Au cœur des Combrailles, accueillis par Benjamin Rouganne, agriculteur dans le Puy-de-Dôme, trésorier des JA Aura, et l’équipe des JA Puy-de-Dôme, des agricultrices et agriculteurs venus des douze départements de la Région se sont retrouvés en fin de semaine dernière pour un temps d’échange et de travail, agrémenté de moments festifs comme seul JA en a le secret. « C’est dans notre ADN, de proposer aux jeunes un endroit de réflexion, de confrontation des points de vue pour défendre leur métier teinté de convivialité et d’envie de faire bouger nos territoires », a résumé Clément Rivoire, vice-président des JA Aura en préambule de l’assemblée générale des Jeunes agriculteurs d’Auvergne-Rhône-Alpes. En ces temps où l’individualisme gagne du terrain, il s’avère, on ne peut plus nécessaire de convaincre de l’intérêt de rejoindre JA, au nom d’un principe fondamental, qu’a rappelé le président, Jocelyn Dubost : « JA reste une pyramide. Cela ne bout jamais par le haut », comprenez c’est bien du terrain que remontent les sujets et c’est bien dans l’intérêt du terrain que des combats sont menés.

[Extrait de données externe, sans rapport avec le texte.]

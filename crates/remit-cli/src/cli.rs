//! CLI argument definitions for the remittance generator.

use std::path::PathBuf;

use chrono::NaiveDateTime;
use clap::{Parser, Subcommand, ValueEnum};
use clap_verbosity_flag::{Verbosity, WarnLevel};
use colorchoice_clap::Color;

#[derive(Parser)]
#[command(
    name = "remit",
    version,
    about = "Generate X12 835 health care claim payment/advice files",
    long_about = "Generate X12 835 (005010X221A1) remittance advice files from JSON \
                  payment advice documents.\n\n\
                  Envelopes, segment counts and control numbers are computed; the \
                  payment total is always recomputed from the claims."
)]
pub struct Cli {
    #[command(subcommand)]
    pub command: Command,

    /// Adjust log verbosity (-v for debug, -vv for trace, -q for errors only).
    #[command(flatten)]
    pub verbosity: Verbosity<WarnLevel>,

    /// Control ANSI color output (auto, always, never).
    #[command(flatten)]
    pub color: Color,

    /// Explicit log level (overrides -v/-q flags).
    #[arg(long = "log-level", value_enum, global = true)]
    pub log_level: Option<LogLevelArg>,

    /// Log output format (pretty for human, json for machine parsing).
    #[arg(
        long = "log-format",
        value_enum,
        default_value = "pretty",
        global = true
    )]
    pub log_format: LogFormatArg,

    /// Write logs to a file instead of stderr.
    #[arg(long = "log-file", value_name = "PATH", global = true)]
    pub log_file: Option<PathBuf>,

    /// Allow patient-level values (names, control numbers) in logs.
    #[arg(long = "log-data", global = true)]
    pub log_data: bool,
}

#[derive(Subcommand)]
pub enum Command {
    /// Generate an 835 file from a JSON payment advice.
    Generate(GenerateArgs),

    /// Write a built-in sample payment advice as JSON.
    Sample(SampleArgs),
}

#[derive(Parser)]
pub struct GenerateArgs {
    /// Path to the payment advice JSON document.
    #[arg(value_name = "INPUT")]
    pub input: PathBuf,

    /// Output file (default: stdout).
    #[arg(short = 'o', long = "output", value_name = "FILE")]
    pub output: Option<PathBuf>,

    /// Mark the interchange as test data (ISA15 = T).
    #[arg(long = "test")]
    pub test: bool,

    /// First control number for ISA13, GS06 and ST02.
    #[arg(long = "control-number", value_name = "N", default_value_t = 1)]
    pub control_number: u64,

    /// Fix the generation time (YYYY-MM-DDTHH:MM[:SS]); default is now.
    #[arg(long = "generated-at", value_name = "DATETIME", value_parser = parse_generated_at)]
    pub generated_at: Option<NaiveDateTime>,

    /// Interchange sender id (default: payer id).
    #[arg(long = "sender-id", value_name = "ID")]
    pub sender_id: Option<String>,

    /// Interchange receiver id (default: payee tax id).
    #[arg(long = "receiver-id", value_name = "ID")]
    pub receiver_id: Option<String>,

    /// Element separator.
    #[arg(long = "element-separator", value_name = "CHAR", default_value_t = '*')]
    pub element_separator: char,

    /// Component (sub-element) separator.
    #[arg(long = "component-separator", value_name = "CHAR", default_value_t = ':')]
    pub component_separator: char,

    /// Segment terminator.
    #[arg(long = "segment-terminator", value_name = "CHAR", default_value_t = '~')]
    pub segment_terminator: char,

    /// Write a line break after every segment terminator.
    #[arg(long = "line-breaks")]
    pub line_breaks: bool,

    /// Fail when a data value contains an active separator.
    #[arg(long = "reject-delimiters")]
    pub reject_delimiters: bool,

    /// Do not print the summary table.
    #[arg(long = "quiet-summary")]
    pub quiet_summary: bool,
}

#[derive(Parser)]
pub struct SampleArgs {
    /// Which sample to write.
    #[arg(value_enum, value_name = "KIND")]
    pub kind: SampleKindArg,

    /// Output file (default: stdout).
    #[arg(short = 'o', long = "output", value_name = "FILE")]
    pub output: Option<PathBuf>,
}

/// Built-in sample documents.
#[derive(Clone, Copy, Debug, PartialEq, Eq, ValueEnum)]
pub enum SampleKindArg {
    /// One claim with one service line.
    Simple,
    /// Two claims with three service lines each.
    Complex,
}

/// CLI log level choices.
#[derive(Clone, Copy, ValueEnum)]
pub enum LogLevelArg {
    Error,
    Warn,
    Info,
    Debug,
    Trace,
}

/// CLI log format choices.
#[derive(Clone, Copy, ValueEnum)]
pub enum LogFormatArg {
    Pretty,
    Compact,
    Json,
}

/// Parse `--generated-at`.
pub fn parse_generated_at(value: &str) -> Result<NaiveDateTime, String> {
    const FORMATS: [&str; 3] = ["%Y-%m-%dT%H:%M:%S", "%Y-%m-%dT%H:%M", "%Y%m%d%H%M"];
    FORMATS
        .iter()
        .find_map(|format| NaiveDateTime::parse_from_str(value.trim(), format).ok())
        .ok_or_else(|| format!("expected YYYY-MM-DDTHH:MM[:SS] or YYYYMMDDHHMM, got '{value}'"))
}

#[cfg(test)]
mod tests {
    use super::*;
    use chrono::{Datelike, Timelike};

    #[test]
    fn test_parse_generated_at() {
        let dt = parse_generated_at("2023-11-20T14:30").unwrap();
        assert_eq!((dt.year(), dt.month(), dt.day()), (2023, 11, 20));
        assert_eq!((dt.hour(), dt.minute()), (14, 30));

        assert_eq!(
            parse_generated_at("2023-11-20T14:30:15").unwrap().second(),
            15
        );
        assert_eq!(parse_generated_at("202311201430").unwrap(), dt);
        assert!(parse_generated_at("20231120").is_err());
    }

    #[test]
    fn test_generate_defaults() {
        let cli = Cli::try_parse_from(["remit", "generate", "advice.json"]).unwrap();
        let Command::Generate(args) = cli.command else {
            panic!("expected generate");
        };
        assert_eq!(args.control_number, 1);
        assert_eq!(args.element_separator, '*');
        assert_eq!(args.component_separator, ':');
        assert_eq!(args.segment_terminator, '~');
        assert!(!args.test);
        assert!(args.output.is_none());
    }

    #[test]
    fn test_sample_kind() {
        let cli = Cli::try_parse_from(["remit", "sample", "complex", "-o", "x.json"]).unwrap();
        let Command::Sample(args) = cli.command else {
            panic!("expected sample");
        };
        assert_eq!(args.kind, SampleKindArg::Complex);
        assert_eq!(args.output, Some(PathBuf::from("x.json")));
    }
}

2022 : entre rendez-vous et manifestations

L’année écoulée a été riche en activités pour la structure régionale, avec entre autres, des rendez-vous avec les institutionnels, avec des opérateurs économiques comme Sodiaal, avec la participation à des manifestations d’envergure en GMS et centrales d’achat pour faire appliquer la loi Egalim. « Nous avons dans les tuyaux deux rendez-vous avec la Dreal (Direction régionale de l'environnement, de l'aménagement et du logement) et FNE (France nature environnement) », a précisé le président. Objectif : avancer avec eux de manière pragmatique sur les sujets relatifs à l’environnement et sortir de cette mise au banc des accusés du monde agricole quasi systématique.

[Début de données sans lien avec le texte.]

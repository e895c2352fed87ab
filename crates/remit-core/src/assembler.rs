//! Transaction set body assembly.
//!
//! Produces the segments between ST and SE in the fixed 835 order:
//!
//! ```text
//! BPR TRN REF*EV DTM*405 N1*PR N1*PE REF*TJ
//!   (CLP NM1 (SVC DTM*472)*)*
//! PLB
//! ```

use remit_model::PaymentAdvice;
use remit_x12::Segment;
use tracing::debug;

use crate::emitters::{
    EmitContext, emit_bpr, emit_clp, emit_patient_name, emit_payee_name,
    emit_payee_tax_reference, emit_payer_name, emit_payer_reference, emit_plb,
    emit_production_date, emit_service_date, emit_svc, emit_trn,
};
use crate::error::{GenerateError, Result};

/// Reject advices that cannot form a valid 835 before emitting anything.
pub fn check_structure(advice: &PaymentAdvice) -> Result<()> {
    if advice.claims.is_empty() {
        return Err(GenerateError::EmptyClaimSet);
    }
    if let Some(claim) = advice
        .claims
        .iter()
        .find(|claim| claim.service_lines.is_empty())
    {
        return Err(GenerateError::EmptyServiceLineSet {
            patient_control_number: claim.patient_control_number.trim().to_string(),
        });
    }
    Ok(())
}

/// Build the 835 body for one payment advice.
pub fn assemble_835(advice: &PaymentAdvice, context: &EmitContext) -> Result<Vec<Segment>> {
    check_structure(advice)?;

    // header, payer and payee loops, claims with two segments per line, PLB
    let mut body =
        Vec::with_capacity(8 + advice.claim_count() * 2 + advice.service_line_count() * 2);
    body.push(emit_bpr(advice)?);
    body.push(emit_trn(&advice.check_info, &advice.payer_info)?);
    body.push(emit_payer_reference(&advice.payer_info)?);
    body.push(emit_production_date(context.production_date()));
    body.push(emit_payer_name(&advice.payer_info)?);
    body.push(emit_payee_name(&advice.payee_info)?);
    body.push(emit_payee_tax_reference(&advice.payee_info)?);

    for (claim_index, claim) in advice.claims.iter().enumerate() {
        body.push(emit_clp(claim, claim_index)?);
        body.push(emit_patient_name(&claim.patient_info, claim_index)?);
        for (line_index, line) in claim.service_lines.iter().enumerate() {
            body.push(emit_svc(line, claim_index, line_index)?);
            body.push(emit_service_date(line, claim_index, line_index)?);
        }
        debug!(
            claim_index,
            service_lines = claim.service_lines.len(),
            "claim assembled"
        );
    }

    body.push(emit_plb(&advice.payee_info, context.production_date())?);
    Ok(body)
}

#[cfg(test)]
mod tests {
    use super::*;
    use chrono::NaiveDate;
    use remit_model::{CheckInfo, Claim, PatientInfo, PayeeInfo, PayerInfo, ServiceLine};

    fn context() -> EmitContext {
        EmitContext::new(
            NaiveDate::from_ymd_opt(2023, 11, 20)
                .unwrap()
                .and_hms_opt(9, 5, 0)
                .unwrap(),
        )
    }

    fn line(code: &str) -> ServiceLine {
        ServiceLine {
            procedure_code: code.to_string(),
            charge_amount: "100.00".to_string(),
            paid_amount: "80.00".to_string(),
            units: "1".to_string(),
            date_of_service: "20231101".to_string(),
        }
    }

    fn claim(control: &str, lines: Vec<ServiceLine>) -> Claim {
        Claim {
            patient_control_number: control.to_string(),
            claim_status_code: "1".to_string(),
            charge_amount: "100.00".to_string(),
            paid_amount: "80.00".to_string(),
            patient_info: PatientInfo {
                last_name: "Doe".to_string(),
                first_name: "Jane".to_string(),
                member_id: "M1".to_string(),
            },
            service_lines: lines,
        }
    }

    fn advice(claims: Vec<Claim>) -> PaymentAdvice {
        PaymentAdvice {
            payer_info: PayerInfo {
                name: "Payer".to_string(),
                id: "P1".to_string(),
            },
            payee_info: PayeeInfo {
                name: "Clinic".to_string(),
                npi: "1234567890".to_string(),
                tax_id: "123456789".to_string(),
            },
            check_info: CheckInfo {
                check_number: "CHK1".to_string(),
                check_date: "20231120".to_string(),
                check_amount: String::new(),
            },
            claims,
        }
    }

    fn tags(segments: &[Segment]) -> Vec<&str> {
        segments.iter().map(Segment::tag).collect()
    }

    #[test]
    fn test_body_order() {
        let advice = advice(vec![
            claim("A", vec![line("99213"), line("99214")]),
            claim("B", vec![line("97110")]),
        ]);
        let body = assemble_835(&advice, &context()).unwrap();
        assert_eq!(
            tags(&body),
            vec![
                "BPR", "TRN", "REF", "DTM", "N1", "N1", "REF", "CLP", "NM1", "SVC", "DTM", "SVC",
                "DTM", "CLP", "NM1", "SVC", "DTM", "PLB",
            ]
        );
        assert_eq!(body[3].value(2), Some("20231120"));
        assert_eq!(body.last().unwrap().value(2), Some("20231120"));
    }

    #[test]
    fn test_empty_claims_rejected() {
        assert!(matches!(
            assemble_835(&advice(Vec::new()), &context()),
            Err(GenerateError::EmptyClaimSet)
        ));
    }

    #[test]
    fn test_claim_without_lines_rejected() {
        let advice = advice(vec![claim("A", vec![line("99213")]), claim("B", Vec::new())]);
        assert!(matches!(
            assemble_835(&advice, &context()),
            Err(GenerateError::EmptyServiceLineSet { patient_control_number }) if patient_control_number == "B"
        ));
    }
}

2023 : année 1 de la nouvelle DJA

La poursuite du travail de fond autour de l’installation, sujet phare du réseau, a évidemment été au cœur de l’action. « Dès que l’on parle de filières, l’enjeu du renouvellement des générations est bien présent, aucune n’échappe à cet impératif de susciter des vocations. Sept groupes de travail se sont réunis tout au long de l’année pour avancer sur ce sujet, nous avons coconstruit la charte d’avenir bovins lait avec le Criel Alpes Massif central, nous avons planché sur le PLOA (pacte et loi d’orientation et d’avenir agricoles), et avancé avec la Région sur la nouvelle mouture de la DJA." Un travail de fond a en effet été mené sur la Dotation jeunes agriculteurs en collaboration avec les autres organisations professionnelles agricoles, la Chambre régionale d’agriculture en particulier, et surtout avec le Conseil régional, pilote de la politique à l’installation depuis le 1er janvier 2023. « L’installation et la transmission sont les marqueurs principaux de notre région en matière agricole auxquels nous consacrons des moyens conséquents à hauteur de 15 millions d’euros. Auvergne-Rhône Alpes est la région qui installe le plus (ndlr : 987 DJA accordées en 2022) et où la DJA est la plus importante en valeur », a indiqué Fabrice Pannekoucke, vice-président chargé de l’agriculture au Conseil régional.

42 000 € en moyenne par dossier

A date, le Conseil régional a reçu 200 dossiers. Un premier comité de programmation en a instruit une partie et en a validé 102, pour un montant moyen de DJA de   42 000 euros. C’est un peu plus que prévu, et cela corrobore, selon l’élu, l’ambition de la Région, qui a pris soin de travailler en amont avec la profession, « de réussir cette étape essentielle de l’installation. Ces 40 000 euros c’est le parcours de la réussite, cela vient soutenir les investissements qui vont être mis en œuvre, ce qui suppose des instructions réussies et donc assortis de demandes d’arguments solides. On ne laisse personne sur le bord de la route dès lors que le projet est viable et vivable. Et si nous avons plus de dossiers que prévu, nous aurons recours à la politique des vases communiquant sur le budget de la Région ».